* **What is being asked**
Where a line of the material includes the string "columns", copy that line.

* **Supplied information**
====
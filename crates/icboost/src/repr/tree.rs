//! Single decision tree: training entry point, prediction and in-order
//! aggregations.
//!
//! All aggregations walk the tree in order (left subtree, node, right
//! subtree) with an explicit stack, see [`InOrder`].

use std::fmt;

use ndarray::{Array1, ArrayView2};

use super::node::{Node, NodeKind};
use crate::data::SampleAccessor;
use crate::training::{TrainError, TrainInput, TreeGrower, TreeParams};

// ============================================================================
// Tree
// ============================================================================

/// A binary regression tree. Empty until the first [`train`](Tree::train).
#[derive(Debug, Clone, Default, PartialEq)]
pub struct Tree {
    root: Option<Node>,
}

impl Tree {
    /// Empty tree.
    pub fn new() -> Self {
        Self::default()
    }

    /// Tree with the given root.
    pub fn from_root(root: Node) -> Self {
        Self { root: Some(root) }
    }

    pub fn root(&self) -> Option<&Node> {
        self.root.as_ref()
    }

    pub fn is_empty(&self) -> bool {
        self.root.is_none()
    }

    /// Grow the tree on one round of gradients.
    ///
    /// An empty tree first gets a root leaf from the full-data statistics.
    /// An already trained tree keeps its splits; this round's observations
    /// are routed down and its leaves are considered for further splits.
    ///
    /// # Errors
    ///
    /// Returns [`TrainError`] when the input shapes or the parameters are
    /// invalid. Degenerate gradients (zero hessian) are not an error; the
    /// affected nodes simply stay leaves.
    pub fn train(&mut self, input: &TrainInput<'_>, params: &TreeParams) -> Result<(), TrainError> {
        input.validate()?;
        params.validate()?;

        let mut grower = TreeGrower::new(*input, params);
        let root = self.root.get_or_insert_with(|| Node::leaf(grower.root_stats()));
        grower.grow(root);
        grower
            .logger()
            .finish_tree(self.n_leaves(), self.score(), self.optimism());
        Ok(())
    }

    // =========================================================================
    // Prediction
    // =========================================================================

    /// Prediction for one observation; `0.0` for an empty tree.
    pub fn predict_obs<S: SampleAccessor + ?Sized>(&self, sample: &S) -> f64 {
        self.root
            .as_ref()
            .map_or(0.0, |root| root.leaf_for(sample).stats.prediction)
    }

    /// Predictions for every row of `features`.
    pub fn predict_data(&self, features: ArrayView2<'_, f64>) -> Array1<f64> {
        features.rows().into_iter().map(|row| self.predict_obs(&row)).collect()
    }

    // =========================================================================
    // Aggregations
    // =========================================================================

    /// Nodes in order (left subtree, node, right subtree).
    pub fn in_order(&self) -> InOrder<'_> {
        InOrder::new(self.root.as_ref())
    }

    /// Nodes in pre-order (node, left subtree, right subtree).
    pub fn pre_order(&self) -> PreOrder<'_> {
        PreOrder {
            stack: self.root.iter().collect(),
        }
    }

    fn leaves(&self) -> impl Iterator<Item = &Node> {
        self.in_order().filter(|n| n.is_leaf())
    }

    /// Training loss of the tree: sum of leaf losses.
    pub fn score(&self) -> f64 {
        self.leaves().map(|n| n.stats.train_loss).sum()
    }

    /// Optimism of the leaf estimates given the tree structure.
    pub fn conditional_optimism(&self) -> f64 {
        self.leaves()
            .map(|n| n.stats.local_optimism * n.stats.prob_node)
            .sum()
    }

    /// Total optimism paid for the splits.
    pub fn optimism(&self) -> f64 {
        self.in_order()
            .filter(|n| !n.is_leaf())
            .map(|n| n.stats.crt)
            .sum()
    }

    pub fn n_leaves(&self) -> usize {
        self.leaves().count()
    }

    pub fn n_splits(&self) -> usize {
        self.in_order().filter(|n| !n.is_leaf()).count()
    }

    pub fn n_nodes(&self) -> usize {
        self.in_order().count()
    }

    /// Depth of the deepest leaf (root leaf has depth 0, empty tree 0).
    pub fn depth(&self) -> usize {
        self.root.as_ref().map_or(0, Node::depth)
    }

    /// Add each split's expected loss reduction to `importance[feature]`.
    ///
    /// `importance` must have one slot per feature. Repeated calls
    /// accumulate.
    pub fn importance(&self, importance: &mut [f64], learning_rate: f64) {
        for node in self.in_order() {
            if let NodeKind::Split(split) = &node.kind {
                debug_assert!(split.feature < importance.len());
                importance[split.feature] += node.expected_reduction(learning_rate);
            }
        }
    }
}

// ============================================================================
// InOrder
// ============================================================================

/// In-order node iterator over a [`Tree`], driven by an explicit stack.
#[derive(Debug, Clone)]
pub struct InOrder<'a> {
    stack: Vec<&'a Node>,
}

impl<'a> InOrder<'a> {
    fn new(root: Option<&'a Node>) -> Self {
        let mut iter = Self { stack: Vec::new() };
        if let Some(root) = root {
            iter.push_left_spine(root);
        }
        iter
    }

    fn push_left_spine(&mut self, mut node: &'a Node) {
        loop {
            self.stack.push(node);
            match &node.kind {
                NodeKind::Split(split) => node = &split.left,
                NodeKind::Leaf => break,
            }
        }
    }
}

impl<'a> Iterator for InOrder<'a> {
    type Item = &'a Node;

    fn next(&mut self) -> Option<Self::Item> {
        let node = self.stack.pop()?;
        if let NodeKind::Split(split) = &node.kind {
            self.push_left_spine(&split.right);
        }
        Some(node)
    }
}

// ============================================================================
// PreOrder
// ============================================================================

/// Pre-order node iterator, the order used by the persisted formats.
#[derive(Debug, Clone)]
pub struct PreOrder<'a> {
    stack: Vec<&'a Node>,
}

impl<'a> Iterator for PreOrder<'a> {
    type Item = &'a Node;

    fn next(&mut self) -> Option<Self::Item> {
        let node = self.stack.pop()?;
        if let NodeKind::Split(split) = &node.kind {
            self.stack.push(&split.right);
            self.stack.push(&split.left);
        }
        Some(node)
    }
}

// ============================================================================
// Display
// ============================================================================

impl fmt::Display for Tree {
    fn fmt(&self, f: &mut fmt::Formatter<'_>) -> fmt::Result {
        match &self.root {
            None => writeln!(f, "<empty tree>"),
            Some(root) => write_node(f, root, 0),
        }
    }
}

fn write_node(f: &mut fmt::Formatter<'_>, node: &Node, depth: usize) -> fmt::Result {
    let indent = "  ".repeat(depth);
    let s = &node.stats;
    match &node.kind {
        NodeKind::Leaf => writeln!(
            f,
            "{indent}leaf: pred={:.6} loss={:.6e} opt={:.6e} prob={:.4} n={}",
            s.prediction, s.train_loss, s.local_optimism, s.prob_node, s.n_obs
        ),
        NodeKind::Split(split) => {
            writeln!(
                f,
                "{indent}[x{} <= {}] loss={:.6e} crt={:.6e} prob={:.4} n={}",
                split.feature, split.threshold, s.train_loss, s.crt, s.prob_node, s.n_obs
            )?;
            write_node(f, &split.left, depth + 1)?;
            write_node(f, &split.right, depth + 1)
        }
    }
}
====
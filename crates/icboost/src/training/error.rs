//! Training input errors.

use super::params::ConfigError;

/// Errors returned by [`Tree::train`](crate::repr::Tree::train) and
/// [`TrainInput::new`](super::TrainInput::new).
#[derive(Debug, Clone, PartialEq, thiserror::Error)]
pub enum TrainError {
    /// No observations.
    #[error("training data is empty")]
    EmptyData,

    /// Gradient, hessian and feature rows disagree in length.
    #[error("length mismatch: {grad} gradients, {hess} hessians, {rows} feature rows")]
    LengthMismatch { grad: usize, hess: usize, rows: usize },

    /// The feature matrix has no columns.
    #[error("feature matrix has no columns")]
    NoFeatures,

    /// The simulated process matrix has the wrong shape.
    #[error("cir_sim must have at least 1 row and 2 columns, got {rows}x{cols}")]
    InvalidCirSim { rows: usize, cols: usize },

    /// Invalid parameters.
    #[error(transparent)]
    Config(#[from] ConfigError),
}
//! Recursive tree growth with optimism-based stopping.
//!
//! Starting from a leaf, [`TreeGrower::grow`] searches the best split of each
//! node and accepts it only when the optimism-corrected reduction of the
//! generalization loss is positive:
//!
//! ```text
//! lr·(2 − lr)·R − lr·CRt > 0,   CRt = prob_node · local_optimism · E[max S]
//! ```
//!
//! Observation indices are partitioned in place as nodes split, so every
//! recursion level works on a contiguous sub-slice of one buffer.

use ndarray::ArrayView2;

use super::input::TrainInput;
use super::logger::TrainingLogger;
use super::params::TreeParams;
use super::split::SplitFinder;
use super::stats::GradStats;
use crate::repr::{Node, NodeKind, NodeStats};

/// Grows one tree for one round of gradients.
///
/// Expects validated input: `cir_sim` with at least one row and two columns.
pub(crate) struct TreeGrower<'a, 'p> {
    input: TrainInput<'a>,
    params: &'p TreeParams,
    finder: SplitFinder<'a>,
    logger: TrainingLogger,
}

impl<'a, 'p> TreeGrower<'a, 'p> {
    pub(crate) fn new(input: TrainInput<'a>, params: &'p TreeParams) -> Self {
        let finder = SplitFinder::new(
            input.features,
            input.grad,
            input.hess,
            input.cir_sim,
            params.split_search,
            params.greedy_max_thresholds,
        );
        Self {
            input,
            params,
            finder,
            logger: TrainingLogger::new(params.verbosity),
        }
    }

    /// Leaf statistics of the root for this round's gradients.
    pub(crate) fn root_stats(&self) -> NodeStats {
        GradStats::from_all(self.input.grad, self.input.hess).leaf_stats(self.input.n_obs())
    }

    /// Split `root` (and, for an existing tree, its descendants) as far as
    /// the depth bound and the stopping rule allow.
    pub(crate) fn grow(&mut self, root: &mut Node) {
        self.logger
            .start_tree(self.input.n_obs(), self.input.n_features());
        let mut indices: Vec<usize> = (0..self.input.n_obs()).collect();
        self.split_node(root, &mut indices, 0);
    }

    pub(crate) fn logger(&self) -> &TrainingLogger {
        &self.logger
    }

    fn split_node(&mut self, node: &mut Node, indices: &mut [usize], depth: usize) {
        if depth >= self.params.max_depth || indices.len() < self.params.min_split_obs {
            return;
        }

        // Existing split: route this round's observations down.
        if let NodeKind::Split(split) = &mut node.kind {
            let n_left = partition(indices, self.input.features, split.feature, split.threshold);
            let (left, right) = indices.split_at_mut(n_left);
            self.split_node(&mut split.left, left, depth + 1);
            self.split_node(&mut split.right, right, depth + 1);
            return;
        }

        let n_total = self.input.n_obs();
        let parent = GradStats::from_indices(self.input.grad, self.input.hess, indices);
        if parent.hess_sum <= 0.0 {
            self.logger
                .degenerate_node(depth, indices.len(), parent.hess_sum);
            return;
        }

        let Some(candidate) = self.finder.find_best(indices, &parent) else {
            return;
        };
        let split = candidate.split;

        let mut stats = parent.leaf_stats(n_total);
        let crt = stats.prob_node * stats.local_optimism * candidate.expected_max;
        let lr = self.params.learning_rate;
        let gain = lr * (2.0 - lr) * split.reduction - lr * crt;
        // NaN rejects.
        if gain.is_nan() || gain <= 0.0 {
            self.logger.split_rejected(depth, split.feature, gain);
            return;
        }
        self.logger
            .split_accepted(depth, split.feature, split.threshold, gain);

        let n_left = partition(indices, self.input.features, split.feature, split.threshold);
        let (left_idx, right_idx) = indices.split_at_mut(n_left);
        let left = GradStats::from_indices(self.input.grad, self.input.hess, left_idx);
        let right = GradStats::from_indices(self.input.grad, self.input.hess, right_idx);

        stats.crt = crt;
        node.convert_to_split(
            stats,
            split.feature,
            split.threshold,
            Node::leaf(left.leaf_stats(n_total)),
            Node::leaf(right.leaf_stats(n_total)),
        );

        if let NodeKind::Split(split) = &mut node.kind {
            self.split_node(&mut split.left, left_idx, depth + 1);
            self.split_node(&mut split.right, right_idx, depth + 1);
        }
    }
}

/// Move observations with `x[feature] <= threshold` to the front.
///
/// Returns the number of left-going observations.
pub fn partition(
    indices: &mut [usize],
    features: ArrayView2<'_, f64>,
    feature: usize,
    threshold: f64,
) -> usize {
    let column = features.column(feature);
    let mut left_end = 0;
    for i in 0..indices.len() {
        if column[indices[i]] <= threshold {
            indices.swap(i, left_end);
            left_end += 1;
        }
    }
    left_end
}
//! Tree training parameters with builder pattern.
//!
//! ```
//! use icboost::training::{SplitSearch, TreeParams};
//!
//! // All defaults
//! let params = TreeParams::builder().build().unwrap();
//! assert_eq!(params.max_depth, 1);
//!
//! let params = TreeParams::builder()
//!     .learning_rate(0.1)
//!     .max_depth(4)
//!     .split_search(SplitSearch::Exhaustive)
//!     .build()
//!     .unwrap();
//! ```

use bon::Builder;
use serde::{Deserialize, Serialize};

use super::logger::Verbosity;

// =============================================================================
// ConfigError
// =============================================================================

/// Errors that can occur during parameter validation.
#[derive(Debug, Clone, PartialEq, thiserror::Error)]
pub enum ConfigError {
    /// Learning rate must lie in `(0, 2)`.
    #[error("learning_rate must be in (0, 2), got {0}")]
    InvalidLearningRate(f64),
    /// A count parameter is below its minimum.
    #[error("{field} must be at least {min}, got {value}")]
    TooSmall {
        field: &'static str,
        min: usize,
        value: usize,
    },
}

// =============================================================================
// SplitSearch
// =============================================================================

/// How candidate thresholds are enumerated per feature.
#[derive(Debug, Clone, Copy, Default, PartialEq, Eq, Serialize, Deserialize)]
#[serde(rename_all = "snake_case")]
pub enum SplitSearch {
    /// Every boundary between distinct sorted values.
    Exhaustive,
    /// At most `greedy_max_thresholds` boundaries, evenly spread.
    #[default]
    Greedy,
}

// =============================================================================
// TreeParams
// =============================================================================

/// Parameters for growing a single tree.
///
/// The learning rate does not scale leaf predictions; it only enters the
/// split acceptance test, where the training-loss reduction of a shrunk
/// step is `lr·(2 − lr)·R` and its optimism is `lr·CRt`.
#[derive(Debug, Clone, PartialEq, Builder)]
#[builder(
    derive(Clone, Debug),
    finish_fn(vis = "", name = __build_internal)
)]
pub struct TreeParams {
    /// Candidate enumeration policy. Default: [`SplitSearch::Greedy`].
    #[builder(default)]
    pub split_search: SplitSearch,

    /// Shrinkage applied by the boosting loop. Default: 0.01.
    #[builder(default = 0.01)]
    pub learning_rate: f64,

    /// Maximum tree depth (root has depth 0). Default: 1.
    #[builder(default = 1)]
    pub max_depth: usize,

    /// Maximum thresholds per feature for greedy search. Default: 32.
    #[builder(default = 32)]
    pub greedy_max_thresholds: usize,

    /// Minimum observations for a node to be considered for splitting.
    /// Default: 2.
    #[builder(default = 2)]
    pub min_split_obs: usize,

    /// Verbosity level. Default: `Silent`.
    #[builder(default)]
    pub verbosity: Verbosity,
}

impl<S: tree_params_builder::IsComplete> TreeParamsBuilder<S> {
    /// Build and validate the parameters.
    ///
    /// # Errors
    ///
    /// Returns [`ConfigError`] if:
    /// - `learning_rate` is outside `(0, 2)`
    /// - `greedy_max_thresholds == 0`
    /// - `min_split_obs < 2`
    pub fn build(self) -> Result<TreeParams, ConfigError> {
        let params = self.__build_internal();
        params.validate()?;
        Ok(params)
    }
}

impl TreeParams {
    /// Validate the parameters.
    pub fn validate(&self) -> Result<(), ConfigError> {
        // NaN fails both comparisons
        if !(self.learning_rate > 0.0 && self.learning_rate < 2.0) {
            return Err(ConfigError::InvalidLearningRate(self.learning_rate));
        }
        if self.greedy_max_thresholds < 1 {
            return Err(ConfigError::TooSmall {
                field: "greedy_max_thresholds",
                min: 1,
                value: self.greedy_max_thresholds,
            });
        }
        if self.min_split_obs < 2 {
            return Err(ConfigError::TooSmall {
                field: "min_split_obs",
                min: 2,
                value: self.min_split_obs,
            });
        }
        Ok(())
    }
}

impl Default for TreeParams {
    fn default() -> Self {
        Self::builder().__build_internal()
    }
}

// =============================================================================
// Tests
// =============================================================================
====
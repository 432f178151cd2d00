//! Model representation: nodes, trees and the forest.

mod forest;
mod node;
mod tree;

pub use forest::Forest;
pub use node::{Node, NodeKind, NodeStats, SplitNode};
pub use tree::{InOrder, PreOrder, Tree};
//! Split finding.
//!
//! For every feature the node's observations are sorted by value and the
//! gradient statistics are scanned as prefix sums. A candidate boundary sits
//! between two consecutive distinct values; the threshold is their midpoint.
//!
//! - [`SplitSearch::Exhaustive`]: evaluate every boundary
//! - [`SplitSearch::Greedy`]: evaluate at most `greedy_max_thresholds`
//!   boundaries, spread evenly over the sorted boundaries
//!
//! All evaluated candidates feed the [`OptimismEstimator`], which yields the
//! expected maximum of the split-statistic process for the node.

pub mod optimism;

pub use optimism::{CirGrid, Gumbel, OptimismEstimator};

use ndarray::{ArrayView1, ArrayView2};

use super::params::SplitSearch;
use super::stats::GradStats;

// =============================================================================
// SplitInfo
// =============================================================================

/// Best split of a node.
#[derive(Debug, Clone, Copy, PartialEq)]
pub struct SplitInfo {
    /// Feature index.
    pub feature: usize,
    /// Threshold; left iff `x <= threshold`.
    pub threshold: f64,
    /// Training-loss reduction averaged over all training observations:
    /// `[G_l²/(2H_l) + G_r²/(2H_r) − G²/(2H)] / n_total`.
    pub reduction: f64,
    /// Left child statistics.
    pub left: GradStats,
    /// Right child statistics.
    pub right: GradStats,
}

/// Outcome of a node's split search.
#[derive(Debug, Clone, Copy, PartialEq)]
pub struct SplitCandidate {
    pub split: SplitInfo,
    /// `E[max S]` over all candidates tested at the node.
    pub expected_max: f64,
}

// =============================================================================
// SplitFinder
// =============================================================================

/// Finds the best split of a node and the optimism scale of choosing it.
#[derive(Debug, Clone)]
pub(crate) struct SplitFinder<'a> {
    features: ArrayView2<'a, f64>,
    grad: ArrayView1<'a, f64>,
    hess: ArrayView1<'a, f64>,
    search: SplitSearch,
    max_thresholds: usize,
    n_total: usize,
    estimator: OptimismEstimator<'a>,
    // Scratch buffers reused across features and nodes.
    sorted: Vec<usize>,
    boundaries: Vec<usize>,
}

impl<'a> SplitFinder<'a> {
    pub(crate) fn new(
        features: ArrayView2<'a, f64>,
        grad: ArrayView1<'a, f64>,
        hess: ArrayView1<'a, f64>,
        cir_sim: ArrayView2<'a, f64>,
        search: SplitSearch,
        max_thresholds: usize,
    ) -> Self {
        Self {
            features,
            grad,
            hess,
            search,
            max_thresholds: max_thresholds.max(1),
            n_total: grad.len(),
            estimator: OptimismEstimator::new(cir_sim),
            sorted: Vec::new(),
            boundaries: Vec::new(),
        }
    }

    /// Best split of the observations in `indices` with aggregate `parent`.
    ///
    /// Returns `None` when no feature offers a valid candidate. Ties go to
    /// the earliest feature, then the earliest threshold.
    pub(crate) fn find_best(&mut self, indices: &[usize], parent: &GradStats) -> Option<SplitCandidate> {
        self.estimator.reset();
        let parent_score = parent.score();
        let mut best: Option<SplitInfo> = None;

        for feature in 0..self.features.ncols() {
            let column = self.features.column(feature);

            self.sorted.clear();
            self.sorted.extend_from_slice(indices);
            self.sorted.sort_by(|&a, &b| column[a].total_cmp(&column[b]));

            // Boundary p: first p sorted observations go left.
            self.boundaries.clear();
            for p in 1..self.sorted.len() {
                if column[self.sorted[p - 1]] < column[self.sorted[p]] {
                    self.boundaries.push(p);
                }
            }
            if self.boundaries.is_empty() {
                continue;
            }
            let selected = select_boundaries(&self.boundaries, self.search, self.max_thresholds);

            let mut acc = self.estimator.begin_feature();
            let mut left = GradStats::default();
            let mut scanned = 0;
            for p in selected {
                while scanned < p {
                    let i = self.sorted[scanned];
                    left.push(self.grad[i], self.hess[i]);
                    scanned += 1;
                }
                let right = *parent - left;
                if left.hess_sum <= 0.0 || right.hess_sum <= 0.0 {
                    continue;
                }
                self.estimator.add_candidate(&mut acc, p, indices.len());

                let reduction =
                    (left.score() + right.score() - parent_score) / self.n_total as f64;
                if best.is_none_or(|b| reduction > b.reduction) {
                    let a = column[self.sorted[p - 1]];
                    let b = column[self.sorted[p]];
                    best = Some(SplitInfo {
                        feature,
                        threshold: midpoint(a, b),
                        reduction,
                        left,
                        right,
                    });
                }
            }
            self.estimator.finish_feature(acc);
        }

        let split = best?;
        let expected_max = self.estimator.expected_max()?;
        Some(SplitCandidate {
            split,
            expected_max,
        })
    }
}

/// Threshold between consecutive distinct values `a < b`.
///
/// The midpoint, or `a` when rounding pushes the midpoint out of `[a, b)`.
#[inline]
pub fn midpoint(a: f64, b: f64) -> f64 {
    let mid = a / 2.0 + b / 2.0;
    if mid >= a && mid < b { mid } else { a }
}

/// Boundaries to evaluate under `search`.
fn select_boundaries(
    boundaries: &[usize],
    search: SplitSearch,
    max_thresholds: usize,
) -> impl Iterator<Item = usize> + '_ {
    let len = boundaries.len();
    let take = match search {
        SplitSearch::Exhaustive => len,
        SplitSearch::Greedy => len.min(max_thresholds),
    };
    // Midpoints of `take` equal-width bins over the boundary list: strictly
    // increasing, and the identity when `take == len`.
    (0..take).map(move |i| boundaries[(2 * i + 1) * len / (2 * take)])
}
====
* **Expected answer**
    /// The feature matrix has no columns.
    #[error("feature matrix has no columns")]
    #[error("cir_sim must have at least 1 row and 2 columns, got {rows}x{cols}")]
/// Expects validated input: `cir_sim` with at least one row and two columns.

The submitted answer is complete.